| Brief |
From the listing below, copy only the lines from the line that contains "pub title: &'a" to the line that contains "pub sort_column: &'static", counting those two lines as part of the copy.

· · · ·

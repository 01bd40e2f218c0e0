/**
 * Session Management and JWT Tokens
 *
 * This module handles JWT token generation and validation for user sessions.
 */

use jsonwebtoken::{decode, encode, DecodingKey, EncodingKey, Header, Validation};
use serde::{Deserialize, Serialize};
use std::time::{SystemTime, UNIX_EPOCH};

/// JWT claims structure
#[derive(Debug, Serialize, Deserialize)]
pub struct Claims {
    /// User ID
    pub sub: String,
    /// Expiration time (Unix timestamp)
    pub exp: u64,
    /// Issued at time (Unix timestamp)
    pub iat: u64,
}

/// Token lifetime: 24 hours
const TOKEN_TTL_SECS: u64 = 24 * 60 * 60;

/// Get JWT secret from environment
fn get_jwt_secret() -> String {
    std::env::var("JWT_SECRET").unwrap_or_else(|_| {
        tracing::warn!("JWT_SECRET not set, using insecure development secret");
        "dev-secret-change-in-production".to_string()
    })
}

/// Create a JWT token for a user
///
/// # Arguments
/// * `user_id` - User ID (UUID)
///
/// # Returns
/// Signed JWT token string, valid for 24 hours
pub fn create_token(user_id: uuid::Uuid) -> Result<String, jsonwebtoken::errors::Error> {
    let now = SystemTime::now()
        .duration_since(UNIX_EPOCH)
        .unwrap_or_default()
        .as_secs();

    let claims = Claims {
        sub: user_id.to_string(),
        exp: now + TOKEN_TTL_SECS,
        iat: now,
    };

    let secret = get_jwt_secret();
    let key = EncodingKey::from_secret(secret.as_ref());

    encode(&Header::default(), &claims, &key)
}

/// Verify and decode a JWT token
///
/// # Arguments
/// * `token` - JWT token string
///
/// # Returns
/// Decoded claims, or an error for a bad signature or expired token
pub fn verify_token(token: &str) -> Result<Claims, jsonwebtoken::errors::Error> {
    let secret = get_jwt_secret();
    let key = DecodingKey::from_secret(secret.as_ref());
    let validation = Validation::default();

    let token_data = decode::<Claims>(token, &key, &validation)?;
    Ok(token_data.claims)
}

#[cfg(test)]
mod tests {
    use super::*;

    #[test]
    fn test_create_token() {
        let user_id = uuid::Uuid::new_v4();
        let result = create_token(user_id);
        assert!(result.is_ok());
        assert!(!result.unwrap().is_empty());
    }

    #[test]
    fn test_verify_token() {
        let user_id = uuid::Uuid::new_v4();
        let token = create_token(user_id).unwrap();

        let claims = verify_token(&token).unwrap();
        assert_eq!(claims.sub, user_id.to_string());
        assert!(claims.exp > claims.iat);
        assert_eq!(claims.exp - claims.iat, TOKEN_TTL_SECS);
    }

    #[test]
    fn test_verify_invalid_token() {
        let result = verify_token("invalid.token.here");
        assert!(result.is_err());
    }

    #[test]
    fn test_verify_tampered_token() {
        let user_id = uuid::Uuid::new_v4();
        let mut token = create_token(user_id).unwrap();
        token.push('x');
        assert!(verify_token(&token).is_err());
    }
}
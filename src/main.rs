/**
 * TaskHive Server Entry Point
 *
 * Initializes tracing, builds the axum application (database pool,
 * optional mailer, router), and serves it.
 */

#[tokio::main]
async fn main() -> Result<(), Box<dyn std::error::Error>> {
    // Load environment variables from .env file if present
    dotenv::dotenv().ok();

    let env_filter = std::env::var("RUST_LOG").unwrap_or_else(|_| "info".to_string());
    tracing_subscriber::fmt()
        .with_env_filter(tracing_subscriber::EnvFilter::new(&env_filter))
        .init();

    let app = taskhive::create_app().await?;

    let port = std::env::var("SERVER_PORT")
        .unwrap_or_else(|_| "3000".to_string())
        .parse::<u16>()
        .unwrap_or(3000);

    let addr = std::net::SocketAddr::from(([0, 0, 0, 0], port));
    tracing::info!("Starting server on {}", addr);

    let listener = tokio::net::TcpListener::bind(addr).await?;
    axum::serve(listener, app).await?;

    Ok(())
}
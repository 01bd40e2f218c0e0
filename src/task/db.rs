/**
 * Task Database Operations
 *
 * Inserts, lookups with workspace resolution, the dynamic filtered listing
 * (pagination + exact-match + deadline filters), and the field/status/
 * assignee/soft-delete updates.
 */

use chrono::{DateTime, Duration, NaiveTime, Utc};
use sqlx::postgres::PgRow;
use sqlx::{PgExecutor, PgPool, Postgres, QueryBuilder, Row};
use uuid::Uuid;

use crate::auth::users::UserSummary;
use crate::task::types::{DeadlineFilter, ProjectSummary, TaskDetails, TaskPriority, TaskStatus};

/// A task row joined with its project's workspace id, used for
/// authorization and state checks before mutating.
#[derive(Debug, Clone)]
pub struct TaskRecord {
    pub id: Uuid,
    pub title: String,
    pub description: Option<String>,
    pub status: TaskStatus,
    pub priority: TaskPriority,
    pub project_id: Uuid,
    pub assignee_id: Option<Uuid>,
    pub created_by_id: Uuid,
    pub deadline: Option<DateTime<Utc>>,
    pub completed_at: Option<DateTime<Utc>>,
    pub deleted_at: Option<DateTime<Utc>>,
    pub workspace_id: Uuid,
}

/// Fields for a new task
#[derive(Debug)]
pub struct NewTask<'a> {
    pub title: &'a str,
    pub description: Option<&'a str>,
    pub priority: TaskPriority,
    pub project_id: Uuid,
    pub assignee_id: Option<Uuid>,
    pub created_by_id: Uuid,
    pub deadline: Option<DateTime<Utc>>,
}

/// Filters applied to the task listing; `deleted_at IS NULL` always holds.
#[derive(Debug, Default)]
pub struct TaskFilters {
    pub status: Option<TaskStatus>,
    pub assignee_id: Option<Uuid>,
    pub deadline: Option<DeadlineFilter>,
}

/// Sort/pagination options for the task listing
#[derive(Debug)]
pub struct ListOptions {
    pub sort_column: &'static str,
    pub ascending: bool,
    pub limit: i64,
    pub offset: i64,
}

/// Map a client sort key to a whitelisted column; unknown keys fall back
/// to creation time.
pub fn sort_column(sort: &str) -> &'static str {
    match sort {
        "createdAt" => "t.created_at",
        "updatedAt" => "t.updated_at",
        "deadline" => "t.deadline",
        "priority" => "t.priority",
        "title" => "t.title",
        "status" => "t.status",
        _ => "t.created_at",
    }
}

const DETAILS_SELECT: &str = r#"
SELECT t.id, t.title, t.description, t.status, t.priority,
       t.project_id, t.assignee_id, t.created_by_id,
       t.deadline, t.completed_at, t.deleted_at, t.created_at, t.updated_at,
       cb.name AS created_by_name,
       a.name AS assignee_name,
       p.name AS project_name,
       p.workspace_id AS project_workspace_id,
       p.created_by_id AS project_created_by_id,
       pc.name AS project_created_by_name
FROM tasks t
JOIN projects p ON p.id = t.project_id
JOIN users cb ON cb.id = t.created_by_id
LEFT JOIN users a ON a.id = t.assignee_id
LEFT JOIN users pc ON pc.id = p.created_by_id
"#;

fn details_from_row(row: &PgRow) -> TaskDetails {
    let created_by_id: Uuid = row.get("created_by_id");
    let assignee_id: Option<Uuid> = row.get("assignee_id");
    let project_created_by_id: Option<Uuid> = row.get("project_created_by_id");
    let project_created_by_name: Option<String> = row.get("project_created_by_name");

    TaskDetails {
        id: row.get("id"),
        title: row.get("title"),
        description: row.get("description"),
        status: TaskStatus::from_str(row.get::<String, _>("status").as_str())
            .unwrap_or(TaskStatus::Todo),
        priority: TaskPriority::from_str(row.get::<String, _>("priority").as_str())
            .unwrap_or(TaskPriority::Medium),
        project_id: row.get("project_id"),
        assignee_id,
        created_by_id,
        deadline: row.get("deadline"),
        completed_at: row.get("completed_at"),
        deleted_at: row.get("deleted_at"),
        created_at: row.get("created_at"),
        updated_at: row.get("updated_at"),
        created_by: UserSummary {
            id: created_by_id,
            name: row.get("created_by_name"),
        },
        assignee: assignee_id.map(|id| UserSummary {
            id,
            name: row.get::<Option<String>, _>("assignee_name").unwrap_or_default(),
        }),
        project: ProjectSummary {
            id: row.get("project_id"),
            name: row.get("project_name"),
            workspace_id: row.get("project_workspace_id"),
            created_by: project_created_by_id.zip(project_created_by_name).map(
                |(id, name)| UserSummary { id, name },
            ),
        },
    }
}

fn record_from_row(row: &PgRow) -> TaskRecord {
    TaskRecord {
        id: row.get("id"),
        title: row.get("title"),
        description: row.get("description"),
        status: TaskStatus::from_str(row.get::<String, _>("status").as_str())
            .unwrap_or(TaskStatus::Todo),
        priority: TaskPriority::from_str(row.get::<String, _>("priority").as_str())
            .unwrap_or(TaskPriority::Medium),
        project_id: row.get("project_id"),
        assignee_id: row.get("assignee_id"),
        created_by_id: row.get("created_by_id"),
        deadline: row.get("deadline"),
        completed_at: row.get("completed_at"),
        deleted_at: row.get("deleted_at"),
        workspace_id: row.get("workspace_id"),
    }
}

/// Insert a new task, returning its id
pub async fn insert_task<'e>(
    executor: impl PgExecutor<'e>,
    task: NewTask<'_>,
) -> Result<Uuid, sqlx::Error> {
    let id = Uuid::new_v4();
    let now = Utc::now();

    sqlx::query(
        r#"
        INSERT INTO tasks (id, title, description, status, priority, project_id,
                           assignee_id, created_by_id, deadline, created_at, updated_at)
        VALUES ($1, $2, $3, $4, $5, $6, $7, $8, $9, $10, $11)
        "#,
    )
    .bind(id)
    .bind(task.title)
    .bind(task.description)
    .bind(TaskStatus::Todo.as_str())
    .bind(task.priority.as_str())
    .bind(task.project_id)
    .bind(task.assignee_id)
    .bind(task.created_by_id)
    .bind(task.deadline)
    .bind(now)
    .bind(now)
    .execute(executor)
    .await?;

    Ok(id)
}

/// Resolve a task and its workspace (task -> project -> workspace)
///
/// Returns soft-deleted tasks too; direct id lookup keeps working after a
/// soft delete.
pub async fn get_task(pool: &PgPool, id: Uuid) -> Result<Option<TaskRecord>, sqlx::Error> {
    let row = sqlx::query(
        r#"
        SELECT t.id, t.title, t.description, t.status, t.priority, t.project_id,
               t.assignee_id, t.created_by_id, t.deadline, t.completed_at,
               t.deleted_at, p.workspace_id
        FROM tasks t
        JOIN projects p ON p.id = t.project_id
        WHERE t.id = $1
        "#,
    )
    .bind(id)
    .fetch_optional(pool)
    .await?;

    Ok(row.as_ref().map(record_from_row))
}

/// Fetch a task with creator/assignee/project expansions
pub async fn get_task_details(
    pool: &PgPool,
    id: Uuid,
) -> Result<Option<TaskDetails>, sqlx::Error> {
    let row = sqlx::query(&format!("{DETAILS_SELECT} WHERE t.id = $1"))
        .bind(id)
        .fetch_optional(pool)
        .await?;

    Ok(row.as_ref().map(details_from_row))
}

/// Push the shared WHERE conditions for the listing and its count query
fn push_filters(
    builder: &mut QueryBuilder<'_, Postgres>,
    project_id: Uuid,
    filters: &TaskFilters,
    now: DateTime<Utc>,
) {
    builder.push(" WHERE t.project_id = ");
    builder.push_bind(project_id);
    builder.push(" AND t.deleted_at IS NULL");

    if let Some(status) = filters.status {
        builder.push(" AND t.status = ");
        builder.push_bind(status.as_str());
    }

    if let Some(assignee_id) = filters.assignee_id {
        builder.push(" AND t.assignee_id = ");
        builder.push_bind(assignee_id);
    }

    match filters.deadline {
        Some(DeadlineFilter::Overdue) => {
            builder.push(" AND t.deadline < ");
            builder.push_bind(now);
            builder.push(" AND t.status <> 'DONE'");
        }
        Some(DeadlineFilter::DueToday) => {
            let start_of_day = now.date_naive().and_time(NaiveTime::MIN).and_utc();
            let end_of_day = start_of_day + Duration::days(1);
            builder.push(" AND t.deadline >= ");
            builder.push_bind(start_of_day);
            builder.push(" AND t.deadline < ");
            builder.push_bind(end_of_day);
        }
        Some(DeadlineFilter::Upcoming) => {
            builder.push(" AND t.deadline > ");
            builder.push_bind(now);
        }
        None => {}
    }
}

/// List a project's tasks with filters, sorting, and pagination
pub async fn list_tasks(
    pool: &PgPool,
    project_id: Uuid,
    filters: &TaskFilters,
    options: &ListOptions,
) -> Result<Vec<TaskDetails>, sqlx::Error> {
    let now = Utc::now();

    let mut builder: QueryBuilder<'_, Postgres> = QueryBuilder::new(DETAILS_SELECT);
    push_filters(&mut builder, project_id, filters, now);

    builder.push(format!(
        " ORDER BY {} {}",
        options.sort_column,
        if options.ascending { "ASC" } else { "DESC" }
    ));
    builder.push(" LIMIT ");
    builder.push_bind(options.limit);
    builder.push(" OFFSET ");
    builder.push_bind(options.offset);

    let rows = builder.build().fetch_all(pool).await?;

    Ok(rows.iter().map(details_from_row).collect())
}

/// Total count matching the same filter set, independent of the page slice
pub async fn count_tasks(
    pool: &PgPool,
    project_id: Uuid,
    filters: &TaskFilters,
) -> Result<i64, sqlx::Error> {
    let now = Utc::now();

    let mut builder: QueryBuilder<'_, Postgres> =
        QueryBuilder::new("SELECT COUNT(*) FROM tasks t");
    push_filters(&mut builder, project_id, filters, now);

    builder.build_query_scalar::<i64>().fetch_one(pool).await
}

/// Update a task's status, stamping or clearing `completed_at`
pub async fn update_status<'e>(
    executor: impl PgExecutor<'e>,
    id: Uuid,
    status: TaskStatus,
) -> Result<(), sqlx::Error> {
    let completed_at = match status {
        TaskStatus::Done => Some(Utc::now()),
        _ => None,
    };

    sqlx::query(
        r#"
        UPDATE tasks SET status = $1, completed_at = $2, updated_at = $3 WHERE id = $4
        "#,
    )
    .bind(status.as_str())
    .bind(completed_at)
    .bind(Utc::now())
    .bind(id)
    .execute(executor)
    .await?;

    Ok(())
}

/// Update a task's editable fields (title, description, priority, deadline)
pub async fn update_fields<'e>(
    executor: impl PgExecutor<'e>,
    id: Uuid,
    title: &str,
    description: Option<&str>,
    priority: TaskPriority,
    deadline: Option<DateTime<Utc>>,
) -> Result<(), sqlx::Error> {
    sqlx::query(
        r#"
        UPDATE tasks
        SET title = $1, description = $2, priority = $3, deadline = $4, updated_at = $5
        WHERE id = $6
        "#,
    )
    .bind(title)
    .bind(description)
    .bind(priority.as_str())
    .bind(deadline)
    .bind(Utc::now())
    .bind(id)
    .execute(executor)
    .await?;

    Ok(())
}

/// Set a task's assignee
pub async fn set_assignee<'e>(
    executor: impl PgExecutor<'e>,
    id: Uuid,
    assignee_id: Uuid,
) -> Result<(), sqlx::Error> {
    sqlx::query(
        r#"
        UPDATE tasks SET assignee_id = $1, updated_at = $2 WHERE id = $3
        "#,
    )
    .bind(assignee_id)
    .bind(Utc::now())
    .bind(id)
    .execute(executor)
    .await?;

    Ok(())
}

/// Set or clear a task's soft-delete timestamp
pub async fn set_deleted_at<'e>(
    executor: impl PgExecutor<'e>,
    id: Uuid,
    deleted_at: Option<DateTime<Utc>>,
) -> Result<(), sqlx::Error> {
    sqlx::query(
        r#"
        UPDATE tasks SET deleted_at = $1, updated_at = $2 WHERE id = $3
        "#,
    )
    .bind(deleted_at)
    .bind(Utc::now())
    .bind(id)
    .execute(executor)
    .await?;

    Ok(())
}

#[cfg(test)]
mod tests {
    use super::*;

    #[test]
    fn test_sort_column_whitelist() {
        assert_eq!(sort_column("createdAt"), "t.created_at");
        assert_eq!(sort_column("deadline"), "t.deadline");
        assert_eq!(sort_column("title"), "t.title");
        // unknown keys never reach the SQL string
        assert_eq!(sort_column("password_hash; DROP TABLE tasks"), "t.created_at");
    }
}
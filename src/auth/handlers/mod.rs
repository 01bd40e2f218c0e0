//! Authentication HTTP handlers
//!
//! - `POST /auth/register` - create account
//! - `POST /auth/login` - obtain token
//! - `GET /auth/me` - current user

pub mod login;
pub mod me;
pub mod register;
pub mod types;

pub use login::login;
pub use me::me;
pub use register::register;
//! TaskHive - Multi-tenant Project/Task Management Backend
//!
//! TaskHive is a workspace-based task management service: workspaces own
//! projects, projects own tasks, and every member holds a workspace-scoped
//! role (OWNER, ADMIN, MEMBER) that gates what they may do.
//!
//! # Architecture
//!
//! The crate is organized into focused modules:
//!
//! - **`server`** - configuration, application state, app assembly
//! - **`routes`** - HTTP route configuration
//! - **`middleware`** - bearer-token authentication, workspace role guards
//! - **`auth`** - JWT sessions, user storage, register/login/me handlers
//! - **`workspace`** - workspaces, memberships, invitations, dashboard
//! - **`project`** - project CRUD with soft delete
//! - **`task`** - task CRUD, status transitions, filtered listings
//! - **`activity`** - append-only audit trail
//! - **`mailer`** - best-effort SMTP invitation delivery
//! - **`error`** - the error taxonomy shared by all handlers
//!
//! # Request flow
//!
//! Every request passes through the authentication middleware, then a
//! workspace-role guard where the resource is workspace-scoped, then the
//! handler, which performs its reads and writes through `sqlx` with an
//! activity record appended in the same transaction as each mutation.

pub mod activity;
pub mod auth;
pub mod error;
pub mod mailer;
pub mod middleware;
pub mod project;
pub mod routes;
pub mod serde_helpers;
pub mod server;
pub mod task;
pub mod workspace;

pub use error::AppError;
pub use server::create_app;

· · · ·

| Answer box |
    pub title: &'a str,
    pub description: Option<&'a str>,
    pub priority: TaskPriority,
    pub project_id: Uuid,
    pub assignee_id: Option<Uuid>,
    pub created_by_id: Uuid,
    pub deadline: Option<DateTime<Utc>>,
}

/// Filters applied to the task listing; `deleted_at IS NULL` always holds.
#[derive(Debug, Default)]
pub struct TaskFilters {
    pub status: Option<TaskStatus>,
    pub assignee_id: Option<Uuid>,
    pub deadline: Option<DeadlineFilter>,
}

/// Sort/pagination options for the task listing
#[derive(Debug)]
pub struct ListOptions {
    pub sort_column: &'static str,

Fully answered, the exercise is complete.